Pushing Back that Invader Plaque
- Posted on: Apr 30 2019
Good oral hygiene isn’t really much of a secret. You brush twice a day for two minutes, being sure to hit every tooth on both sides, and your gums. You floss once a day.
That’s pretty much it.
But when you get lazy and streamed 10 episodes of True Crime and are now so sleepy you skip brushing, now you’re opening the door for plaque to make a longer acquaintance with your teeth. Plaque is the film that coats your teeth. It is a mix of sugars, proteins, and bacteria that are always hanging around your mouth, especially after eating. But plaque is easy to get rid of by simply brushing and flossing.
Ah, but you’ve been, uh, less than diligent and that plaque has now taken up long-term residence and has turned into calculus, commonly known as tartar.
What is tartar?
Tartar is what happens with plaque combines with minerals, including calcium. Tartar is the cream-colored stuff that accumulates in certain spots in your mouth, usually where there are salivary glands or where saliva can accumulate, such as the inside of your lower teeth. Unlike plaque, tartar is tough — it can only be removed by one of our Gentle Dental hygienists or one of our dentists.

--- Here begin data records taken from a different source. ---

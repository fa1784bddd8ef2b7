use std::process::ExitCode;

fn main() -> ExitCode {
    match step_curves::app::run() {
        Ok(()) => ExitCode::SUCCESS,
        Err(err) => {
            eprintln!("{err}");
            ExitCode::from(err.exit_code())
        }
    }
}
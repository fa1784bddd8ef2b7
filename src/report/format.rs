//! Step diagnostics and formatted terminal output.
//!
//! We keep formatting code in one place so:
//! - the solver stays clean and testable
//! - output changes are localized (important for future snapshot tests)

use crate::domain::{Element, RunConfig, StepRow};

/// Compute per-element diagnostics: absolute and relative steps.
///
/// Index 0 has no predecessor, so its `abs_step` is `0` and `rel_step` is
/// `None`. `rel_step` is also `None` whenever the previous value is zero.
pub fn build_step_rows(values: &[f64]) -> Vec<StepRow> {
    let mut out = Vec::with_capacity(values.len());
    for (index, &value) in values.iter().enumerate() {
        if index == 0 {
            out.push(StepRow {
                index,
                value,
                abs_step: 0.0,
                rel_step: None,
            });
            continue;
        }

        let prev = values[index - 1];
        let abs_step = value - prev;
        let rel_step = if prev != 0.0 {
            Some(abs_step / prev)
        } else {
            None
        };
        out.push(StepRow {
            index,
            value,
            abs_step,
            rel_step,
        });
    }
    out
}

/// Format the run header (mode, length, endpoints).
pub fn format_run_summary(config: &RunConfig) -> String {
    let spec = &config.spec;
    let mut out = String::new();

    out.push_str("=== steps - Quadratic Step Sequence ===\n");
    out.push_str(&format!("Mode: {}\n", spec.mode_label()));
    out.push_str(&format!(
        "Length: n={} | range=[{:.6}, {:.6}] | span={:.6}\n",
        spec.n,
        spec.start,
        spec.end,
        spec.span()
    ));

    out
}

/// Format the step table: index, value, absolute step, relative step (%).
pub fn format_step_table(rows: &[StepRow]) -> String {
    let mut out = String::new();

    out.push_str(
        format!(
            "{:>5} {:>14} {:>14} {:>12}\n",
            "i", "value", "abs_step", "rel_step_%"
        )
        .trim_end(),
    );
    out.push('\n');
    out.push_str(format!("{:->5} {:->14} {:->14} {:->12}\n", "", "", "", "").trim_end());
    out.push('\n');

    for r in rows {
        let abs = if r.index == 0 {
            format!("{:>14}", "")
        } else {
            format!("{:>14.6}", r.abs_step)
        };
        let rel = match r.rel_step {
            Some(rel) => format!("{:>12.2}", rel * 100.0),
            None => format!("{:>12}", ""),
        };
        out.push_str(format!("{:>5} {:>14.6} {abs} {rel}\n", r.index, r.value).trim_end());
        out.push('\n');
    }

    out
}

/// Format a single-element query result.
pub fn format_element(ith: usize, element: &Element) -> String {
    format!(
        "i={ith}: value={:.6} delta={:.6}",
        element.value, element.delta
    )
}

Therein lies the problem. Tartar has now grabbed onto your teeth, but if you’re not paying attention (or aren’t coming in for professional cleanings every six months) the tartar continues to build. Now it starts to push up under the gumline. The gums don’t like this new visitor and they respond by becoming red, irritated, and tending to bleed easily. This is the start of gingivitis, the first step down the road to gum disease.
Scaling and planing
Now you definitely need to come see us at Gentle Dental, as no one wants to allow gum disease to take hold in their mouth. To reverse what is happening, we now will need to perform what is known as root scaling and root planing. Scaling is the first step. We’ll use some local anesthetic to keep you comfortable, and then we need to take a dental pick and move it under the gumline to break off the tartar and plaque that have gotten in there.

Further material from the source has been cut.